MMTools will be designed to take advantage of the Tcl interface built into
both NAMD2 and VMD. This will make possible the communication and
interaction between these programs and MMTools, allowing for
on-the-fly analysis of the MD simulation results, and for a certain
degree of control of an NAMD2 session via MMTools.
4.2 MMTools Routine Library
MMTools will be built on a set of specialized subroutines and
functions which initially will be grouped according to their purpose and
functionality in the following four groups.
(a) Stochastic modeling routines - will be used for stochastic
modeling and analysis of biomolecular systems studied via MD simulation.
The need for such a package of routines and their importance can be
easily understood by recalling the fact that in most cases, the analysis
of the MD simulation of a biomolecular system focuses usually on small
subsets of relevant degrees of freedom, while the rest of the system is
treated as a stochastic environment. Then, the selected subsystem is
described by a suitable stochastic model, the dynamics of which is
governed by a stochastic differential equation, and the equation of
motion for the corresponding probability density (i.e., the
Fokker-Planck equation). In general, the action of the stochastic
environment on the studied subsystem can be described by an effective
potential of mean force (PMF), and a stochastic Langevin force. The
evaluation of PMF using MD simulation results represents a challenge
for the molecular modeling community. There are several stochastic
processes which can be used for modeling the dynamics of selected parts
of a biomolecule. For example, the Wiener process describes free
Brownian motion, while the Ornstein-Uhlenbeck process is an extension
of the Wiener process in the presence of a linear drift term. Similarly,
Kramers equation, a special form of the Fokker-Planck equation,
represents the equation of motion of the position and velocity dependent
probability distribution function in the presence of an external
potential. In the large friction limit, applicable to most biomolecular processes, Kramers equation becomes the somewhat simpler Smoluchowski
equation.
The set of stochastic modeling routines will contain the following:
- Stochastic differential equation solver for user specified initial
and boundary conditions, and for stochastic Langevin forces drawn either
from several most commonly used distributions (e.g., Gaussian white
noise) or from the data collected via single or multiple MD sessions.

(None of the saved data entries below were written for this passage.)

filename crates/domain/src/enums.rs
use serde::{Deserialize, Serialize};
use std::fmt;

/// How often a purchase is made.
///
/// Parsing is lenient: unknown strings fall back to [`Frequency::Weekly`].
#[derive(Debug, Clone, Copy, Default, PartialEq, Eq, Hash, Serialize, Deserialize)]
#[serde(rename_all = "lowercase", from = "String")]
pub enum Frequency {
    /// Every calendar day.
    Daily,
    /// Every 7 days from the start date.
    #[default]
    Weekly,
    /// Same day of month, clamped to the month's last day.
    Monthly,
}

impl Frequency {
    /// Lowercase name used on the wire.
    #[must_use]
    pub fn as_str(&self) -> &'static str {
        match self {
            Frequency::Daily => "daily",
            Frequency::Weekly => "weekly",
            Frequency::Monthly => "monthly",
        }
    }
}

impl From<&str> for Frequency {
    fn from(value: &str) -> Self {
        match value.trim().to_ascii_lowercase().as_str() {
            "daily" => Frequency::Daily,
            "monthly" => Frequency::Monthly,
            _ => Frequency::Weekly,
        }
    }
}

impl From<String> for Frequency {
    fn from(value: String) -> Self {
        Frequency::from(value.as_str())
    }
}

impl fmt::Display for Frequency {
    fn fmt(&self, f: &mut fmt::Formatter<'_>) -> fmt::Result {
        f.write_str(self.as_str())
    }
}
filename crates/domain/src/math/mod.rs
pub mod rounding;
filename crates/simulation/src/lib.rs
//! DCA calculation engine.
//!
//! This crate turns a [`SimulationRequest`](dca_domain::SimulationRequest)
//! into a [`SimulationResult`](dca_domain::SimulationResult):
//! - Purchase date generation for daily, weekly and monthly schedules
//! - Point-in-time price lookup over ascending daily candles
//! - Running cost-basis accumulation
//! - Summary statistics and the lump-sum comparator
//!
//! Everything here is synchronous and free of shared state.

/// Prelude module for convenient imports.
pub mod prelude;

/// Running totals across purchases.
pub mod accumulator;
/// Simulation entry point.
pub mod engine;
/// Point-in-time candle lookup.
pub mod lookup;
/// Purchase date generation.
pub mod schedule;
//! Command Line Interface for the DCA simulator.
use anyhow::{Context, Result};
use chrono::{Days, Months, NaiveDate};
use clap::{Parser, Subcommand};
use dca_data::providers::{BinanceProvider, clamp_to_earliest};
use dca_data::{BinanceConfig, CacheConfig, CachedProvider, MarketDataProvider};
use dca_domain::time::{parse_utc_date, today_utc};
use dca_domain::{Frequency, SimulationReport, SimulationRequest};
use dca_simulation::engine::simulate;
use dotenv::dotenv;
use rust_decimal::Decimal;
use tracing::{info, warn};
use tracing_subscriber::EnvFilter;

mod report;

#[derive(Parser)]
#[command(name = "dca-cli")]
#[command(about = "Dollar-cost averaging simulator for BTC/USDT", long_about = None)]
struct Cli {
    #[command(subcommand)]
    command: Commands,
}

#[derive(Subcommand)]
enum Commands {
    /// Simulate a DCA plan against historical daily candles
    Simulate {
        /// Trading pair
        #[arg(short, long, default_value = "BTCUSDT")]
        symbol: String,

        /// First purchase date (YYYY-MM-DD, UTC). Defaults to one year before the end date
        #[arg(long, value_parser = parse_utc_date)]
        start_date: Option<NaiveDate>,

        /// Last purchase date (YYYY-MM-DD, UTC). Defaults to today
        #[arg(long, value_parser = parse_utc_date)]
        end_date: Option<NaiveDate>,

        /// daily, weekly or monthly
        #[arg(short, long, default_value = "weekly")]
        frequency: String,

        /// Amount invested per purchase, in USDT
        #[arg(short, long, default_value = "100")]
        amount: Decimal,

        /// Skip fetching the latest price (no ROI or lump-sum comparison)
        #[arg(long)]
        no_latest_price: bool,

        /// Print the full report as JSON
        #[arg(long)]
        json: bool,

        /// Print every purchase as a table
        #[arg(long)]
        chart: bool,
    },
    /// Fetch recent daily candles
    MarketData {
        /// Trading pair
        #[arg(short, long, default_value = "BTCUSDT")]
        symbol: String,

        /// Days of history to fetch
        #[arg(short, long, default_value_t = 14)]
        days: u64,
    },
}

#[tokio::main]
async fn main() -> Result<()> {
    dotenv().ok();
    tracing_subscriber::fmt()
        .with_env_filter(
            EnvFilter::try_from_default_env().unwrap_or_else(|_| EnvFilter::new("info")),
        )
        .with_writer(std::io::stderr)
        .init();

    let cli = Cli::parse();

    let provider = CachedProvider::new(
        BinanceProvider::new(BinanceConfig::from_env()?),
        &CacheConfig::from_env()?,
    );

    match &cli.command {
        Commands::Simulate {
            symbol,
            start_date,
            end_date,
            frequency,
            amount,
            no_latest_price,
            json,
            chart,
        } => {
            let frequency = parse_frequency(frequency);
            let end = end_date.unwrap_or_else(today_utc);
            let start = start_date.unwrap_or_else(|| default_start(end));
            let start = clamp_to_earliest(start);

            info!(%symbol, %start, %end, %frequency, %amount, "Running DCA simulation");

            let candles = provider
                .fetch_candles(symbol, start, end)
                .await
                .context("failed to fetch historical candles")?;

            let mut request = SimulationRequest::new(start, end, frequency, *amount, candles);
            if !no_latest_price {
                let latest = provider
                    .fetch_latest_price(symbol)
                    .await
                    .context("failed to fetch latest price")?;
                request = request.with_latest_price(latest);
            }

            let result = simulate(&request)?;
            let report = SimulationReport {
                start_date: start,
                end_date: end,
                frequency,
                amount: *amount,
                result,
            };

            if *json {
                println!("{}", serde_json::to_string_pretty(&report)?);
            } else {
                report::print_summary(&report);
                if *chart {
                    report::chart_table(&report.result).printstd();
                }
            }
        }
        Commands::MarketData { symbol, days } => {
            let end = today_utc();
            let start = end.checked_sub_days(Days::new(*days)).unwrap_or(end);

            println!("🔍 Fetching daily candles for {} from {} to {}...", symbol, start, end);

            let candles = provider.fetch_candles(symbol, start, end).await?;

            println!("✅ Fetched {} candles:", candles.len());
            report::candle_table(&candles).printstd();
        }
    }

    Ok(())
}

/// Lenient frequency parsing; unknown values run weekly.
fn parse_frequency(raw: &str) -> Frequency {
    let frequency = Frequency::from(raw);
    if !raw.trim().eq_ignore_ascii_case(frequency.as_str()) {
        warn!(requested = raw, "Unrecognized frequency, using weekly");
    }
    frequency
}

/// One year before `end`.
fn default_start(end: NaiveDate) -> NaiveDate {
    end.checked_sub_months(Months::new(12)).unwrap_or(end)
}
//! Market data access for the DCA simulator.
//!
//! This crate supplies the simulation with daily candles and the latest
//! price:
//! - [`MarketDataProvider`] abstracts the upstream source
//! - [`providers::BinanceProvider`] reads Binance public REST endpoints
//! - [`CachedProvider`] adds an injectable TTL cache in front of any provider

/// TTL cache decorator.
pub mod cache;
/// Provider configuration.
pub mod config;
/// Upstream data providers.
pub mod providers;

pub use cache::{CachedProvider, CandleKey};
pub use config::{BinanceConfig, CacheConfig};

use anyhow::Result;
use async_trait::async_trait;
use chrono::NaiveDate;
use dca_domain::{Candle, Price};

/// Source of daily candles and spot prices.
#[async_trait]
pub trait MarketDataProvider: Send + Sync {
    /// Fetches daily candles covering `start..=end` (UTC days).
    ///
    /// The returned candles are sorted ascending by `open_time` and unique
    /// per day. Days the upstream has no data for are simply missing.
    ///
    /// # Errors
    /// Returns an error if the upstream request or decoding fails.
    async fn fetch_candles(
        &self,
        symbol: &str,
        start: NaiveDate,
        end: NaiveDate,
    ) -> Result<Vec<Candle>>;

    /// Fetches the latest traded price.
    ///
    /// # Errors
    /// Returns an error if the upstream request or decoding fails.
    async fn fetch_latest_price(&self, symbol: &str) -> Result<Price>;
}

- Fokker-Planck equation solver for user-specified initial and
boundary conditions, diffusion matrix and drift vector.
- Kramers and Smoluchowski equation solver for user specified initial
and boundary conditions, and parameters (friction coefficient,
external force or potential, etc.)
- Discrete and continuous master equation solver for jump processes.
(b) I/O control, and data manipulation routines - will control
the data and command transfer to and from NAMD2 via a Tcl interface.
The researcher will have the possibility to instruct NAMD2 on how and
when to collect and output the data after a specified number of MD
simulation time steps. For example, let us assume that the researcher
wants to study and record the time evolution of the configuration energy
along a certain reaction pathway. To this end, the researcher must
instruct NAMD2 for a simulation underway when to start calculating the
configuration energy, which set of atoms should be selected for this
purpose, which formula should be used for the calculation, with what
frequency should the data be calculated, in which file, in what format
and with what frequency should the data be written on the hard disk,
and, finally, under what conditions should this operation be terminated.
All these tasks will be accomplished by passing a proper Tcl script
(containing commands from this set of routines) to the Tcl interpretor
built into NAMD2.
Another important application of the I/O control routines will be to
assist the researcher in setting up, and automatically launching,
multiple MD simulation sessions for better sampling. For example, once
the system reaches thermal equilibrium, the researcher, by invoking a
Tcl command, can automatically launch new NAMD2 sessions with initial
configurations provided by the running simulation at predetermined
instants of time. The individual simulations can then be monitored via
Tcl commands launched simultaneously with the corresponding NAMD2 sessions
by the same original Tcl command. Such an approach will increase
dramatically the data collection and analysis of multiple MD
simulations, resulting in much better statistics of the collected MD
data.
Under normal conditions, NAMD2, like many other MD programs, outputs the
results of the simulation in DCD trajectory files. A post-simulation
analysis of the coordinate and/or velocity DCD files requires a DCD
reader/decoder. The data manipulation library will contain such
reader/decoder with very useful options, e.g., allowing the researcher
to extract, on the fly, from the full trajectory file only a subset of
the data, by specifying certain groups of atoms, or number of time
frames to be skipped.
A subclass of I/O control routines will be designed to interface
MMTools with the Tcl interpreter built in VMD. For researchers, the
ability of visualizing in real time those aspects of an MD simulation
they are interested in, will enhance significantly the quality of their
MD data analysis. Clearly, the interconnectivity between MMTools, NAMD2
and VMD (see Fig. 1) will provide biomedical researchers with
an extremely powerful and, at the same time, flexible and easy-to-use
molecular modeling environment.
The initial set of I/O control and data manipulation routines will be
continuously extended with new routines and functions in order to
increase the quality and performance of the interconnectivity between
MMTools and NAMD2/VMD.
(c) Statistical routines - will perform basic statistical
processing of the data collected during an MD session, and are required
by all data analysis tools. Collections of functions and subroutines for
numerical statistics are readily available in both commercial (e.g., the
well known NAG and IMSL scientific routine libraries) and freeware
(e.g., the Numerical Recipes [55], and the SLATEC
library [56]) form. Also, the statistics package in
Mathematica [57] provides (via MathLink) a great
collection of statistics functions. Thus, the implementation of this
class of routines will be straightforward, and will provide efficient
functions for calculating very large sets of data: different mean
values, arbitrary moments, variance, standard deviation, covariance,
skewness, kurtosis, correlation coefficient, auto-correlation, different
random number and statistical distribution generators, data filtering,
etc. All these functions will be registered with the Tcl interpreter of
MMTools and will be available as simple commands in any Tcl script.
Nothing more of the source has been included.